Equipped with three sleeping quarters, a toilet and a kitchen, Wentian will serve as a backup platform to control the station in the event of a failure. The module also has space for scientific experiments and has an airlock that will become the preferred route for spacewalks. Named in Chinese Tiangong (“Heavenly Palace”) but also known by its acronym CSS (English for “Chinese Space Station”), the Chinese space station should be fully operational by the end of the year.

After Wentian this weekend, three astronauts from the Shenzhou-14 mission currently aboard the space station will welcome the third and final module, Mengtian, there in October. The station will then take on its final T-shaped shape. It will be similar in size to the Russian-Soviet Mir station. Its life span should be at least 10 years if not 15 years. “CSS will then complete its construction in just a year and a half, the fastest pace in history for a modular space station,” said Chen Lan, an analyst at Go Taikonauts.com, a site specializing in the Chinese space program. “In comparison, Mir and the International Space Station (ISS) took 10 and 12 years to build respectively. »

Moon and Mars

Completion of Tiangong will allow China to conduct a crew relay into orbit for the first time. This relay should take place in December, when astronauts from the Shenzhou-14 mission, currently on the space station, will give way to Shenzhou-15. Tiangong will then host the six crew members for several days. China was pressured to build its own station due to the United States’ refusal to allow participation in the ISS.
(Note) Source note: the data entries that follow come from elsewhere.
/*!
 * 速率限制中间件
 *
 * 此中间件用于限制请求频率，保护 AI 出题等高成本端点。
 *
 * ## 使用方法
 *
 * ```rust,ignore
 * use actix_web::{web, App};
 * use crate::middlewares::rate_limit::RateLimit;
 *
 * App::new()
 *     .service(
 *         web::scope("/api/v1/quizzes/generate")
 *             .wrap(RateLimit::new(5, 60))  // 5次/分钟
 *             .route("", web::post().to(generate_quiz))
 *     )
 * ```
 *
 * ## 限制规则
 *
 * - 使用客户端 IP 作为限制键
 * - 固定时间窗口，窗口序号拼入缓存键
 * - 超过限制返回 429 Too Many Requests
 */

use actix_service::{Service, Transform};
use actix_web::{
    Error, HttpResponse,
    body::EitherBody,
    dev::{ServiceRequest, ServiceResponse},
    http::StatusCode,
    http::header::{CONTENT_TYPE, HeaderName, HeaderValue},
};
use futures_util::future::{LocalBoxFuture, Ready, ready};
use moka::future::Cache;
use once_cell::sync::Lazy;
use std::rc::Rc;
use std::time::{Duration, SystemTime, UNIX_EPOCH};
use tracing::warn;

use crate::models::{ApiResponse, ErrorCode};

/// 全局速率限制缓存
/// 键: 路由前缀:IP:窗口序号，值: 请求计数
static RATE_LIMIT_CACHE: Lazy<Cache<String, u32>> = Lazy::new(|| {
    Cache::builder()
        .time_to_live(Duration::from_secs(3600)) // 最长窗口 1 小时
        .max_capacity(100_000)
        .build()
});

/// 速率限制配置
#[derive(Clone)]
pub struct RateLimit {
    /// 时间窗口内允许的最大请求数
    max_requests: u32,
    /// 时间窗口（秒）
    window_secs: u64,
    /// 限制键前缀（用于区分不同端点）
    key_prefix: String,
}

impl RateLimit {
    /// 创建新的速率限制器
    ///
    /// # 参数
    /// - `max_requests`: 时间窗口内允许的最大请求数
    /// - `window_secs`: 时间窗口（秒）
    pub fn new(max_requests: u32, window_secs: u64) -> Self {
        Self {
            max_requests,
            window_secs,
            key_prefix: String::new(),
        }
    }

    /// 设置限制键前缀
    pub fn with_prefix(mut self, prefix: &str) -> Self {
        self.key_prefix = prefix.to_string();
        self
    }

    /// AI 出题端点限制
    pub fn quiz_generation(per_minute: u32) -> Self {
        Self::new(per_minute, 60).with_prefix("generate")
    }

    /// 已存储测验的提交端点限制
    pub fn submission(per_minute: u32) -> Self {
        Self::new(per_minute, 60).with_prefix("submit")
    }

    /// 内联测验评分端点限制，与已存储测验的提交分开计数
    pub fn inline_submission(per_minute: u32) -> Self {
        Self::new(per_minute, 60).with_prefix("submit-inline")
    }
}

/// 当前时间所在的窗口序号
fn current_window(window_secs: u64) -> u64 {
    let now = SystemTime::now()
        .duration_since(UNIX_EPOCH)
        .map(|d| d.as_secs())
        .unwrap_or_default();
    now / window_secs.max(1)
}

/// 构建限制键
fn build_cache_key(key_prefix: &str, identifier: &str, window: u64) -> String {
    if key_prefix.is_empty() {
        format!("{}:{}", identifier, window)
    } else {
        format!("{}:{}:{}", key_prefix, identifier, window)
    }
}

/// 从请求中提取客户端 IP
///
/// 安全注意事项：
/// - 如果服务部署在反向代理后面，需要在反向代理中配置正确的 X-Forwarded-For / X-Real-IP 头
/// - 此实现会验证 IP 格式，防止伪造的无效头导致问题
/// - 在不可信网络中直接暴露服务时，攻击者可能伪造转发头来绕过限制
fn extract_client_ip(req: &ServiceRequest) -> String {
    // 尝试从连接信息获取真实 IP（最可信）
    let connection_ip = req
        .connection_info()
        .realip_remote_addr()
        .map(|s| s.to_string());

    // 如果连接信息有有效 IP，优先使用
    if let Some(ref ip) = connection_ip
        && is_valid_ip(ip)
    {
        return ip.clone();
    }

    // 从 X-Forwarded-For 头获取（用于反向代理场景）
    // 只取第一个 IP（最接近客户端的）
    if let Some(forwarded) = req.headers().get("X-Forwarded-For")
        && let Ok(value) = forwarded.to_str()
        && let Some(ip) = value.split(',').next()
    {
        let ip = ip.trim();
        if is_valid_ip(ip) {
            return ip.to_string();
        }
    }

    // 从 X-Real-IP 头获取
    if let Some(real_ip) = req.headers().get("X-Real-IP")
        && let Ok(ip) = real_ip.to_str()
    {
        let ip = ip.trim();
        if is_valid_ip(ip) {
            return ip.to_string();
        }
    }

    // 如果都没有有效 IP，使用连接信息的默认值
    connection_ip.unwrap_or_else(|| "unknown".to_string())
}

/// 验证 IP 地址格式是否有效
fn is_valid_ip(ip: &str) -> bool {
    use std::net::IpAddr;
    ip.parse::<IpAddr>().is_ok()
}

/// 创建速率限制错误响应
fn create_rate_limit_response(retry_after: u64) -> HttpResponse {
    HttpResponse::build(StatusCode::TOO_MANY_REQUESTS)
        .insert_header((CONTENT_TYPE, "application/json; charset=utf-8"))
        .insert_header(("Retry-After", retry_after.to_string()))
        .insert_header(("X-RateLimit-Remaining", "0"))
        .json(ApiResponse::<()>::error_empty(
            ErrorCode::RateLimitExceeded,
            "请求过于频繁，请稍后再试",
        ))
}

impl<S, B> Transform<S, ServiceRequest> for RateLimit
where
    S: Service<ServiceRequest, Response = ServiceResponse<B>, Error = Error> + 'static,
    B: 'static,
{
    type Response = ServiceResponse<EitherBody<B>>;
    type Error = Error;
    type InitError = ();
    type Transform = RateLimitMiddleware<S>;
    type Future = Ready<Result<Self::Transform, Self::InitError>>;

    fn new_transform(&self, service: S) -> Self::Future {
        ready(Ok(RateLimitMiddleware {
            service: Rc::new(service),
            max_requests: self.max_requests,
            window_secs: self.window_secs,
            key_prefix: self.key_prefix.clone(),
        }))
    }
}

pub struct RateLimitMiddleware<S> {
    service: Rc<S>,
    max_requests: u32,
    window_secs: u64,
    key_prefix: String,
}

impl<S, B> Service<ServiceRequest> for RateLimitMiddleware<S>
where
    S: Service<ServiceRequest, Response = ServiceResponse<B>, Error = Error> + 'static,
    B: 'static,
{
    type Response = ServiceResponse<EitherBody<B>>;
    type Error = Error;
    type Future = LocalBoxFuture<'static, Result<Self::Response, Self::Error>>;

    fn poll_ready(
        &self,
        ctx: &mut std::task::Context<'_>,
    ) -> std::task::Poll<Result<(), Self::Error>> {
        self.service.poll_ready(ctx)
    }

    fn call(&self, req: ServiceRequest) -> Self::Future {
        let srv = self.service.clone();
        let max_requests = self.max_requests;
        let window_secs = self.window_secs;
        let key_prefix = self.key_prefix.clone();

        Box::pin(async move {
            // 构建限制键
            let identifier = format!("ip:{}", extract_client_ip(&req));
            let cache_key =
                build_cache_key(&key_prefix, &identifier, current_window(window_secs));

            // 获取当前计数
            let current_count = RATE_LIMIT_CACHE.get(&cache_key).await.unwrap_or(0);

            // 检查是否超过限制
            if current_count >= max_requests {
                warn!(
                    "Rate limit exceeded for key: {} (count: {}/{})",
                    cache_key, current_count, max_requests
                );
                return Ok(req
                    .into_response(create_rate_limit_response(window_secs).map_into_right_body()));
            }

            // 增加计数
            RATE_LIMIT_CACHE
                .insert(cache_key, current_count + 1)
                .await;

            // 继续处理请求，并添加速率限制头
            let remaining = max_requests.saturating_sub(current_count + 1);
            let mut res = srv.call(req).await?;
            let headers = res.headers_mut();
            headers.insert(
                HeaderName::from_static("x-ratelimit-limit"),
                HeaderValue::from(max_requests),
            );
            headers.insert(
                HeaderName::from_static("x-ratelimit-remaining"),
                HeaderValue::from(remaining),
            );
            Ok(res.map_into_left_body())
        })
    }
}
The Asian giant has been investing billions of euros in its space program for decades. China sent its first astronaut into space in 2003. In early 2019, it landed a spacecraft on the far side of the Moon, a world first. In 2020, it brought back samples from the moon and finalized its satellite navigation system, Beidu, a competitor to American GPS. In 2021, China lands a small robot on Mars and plans to send people to the moon by 2030.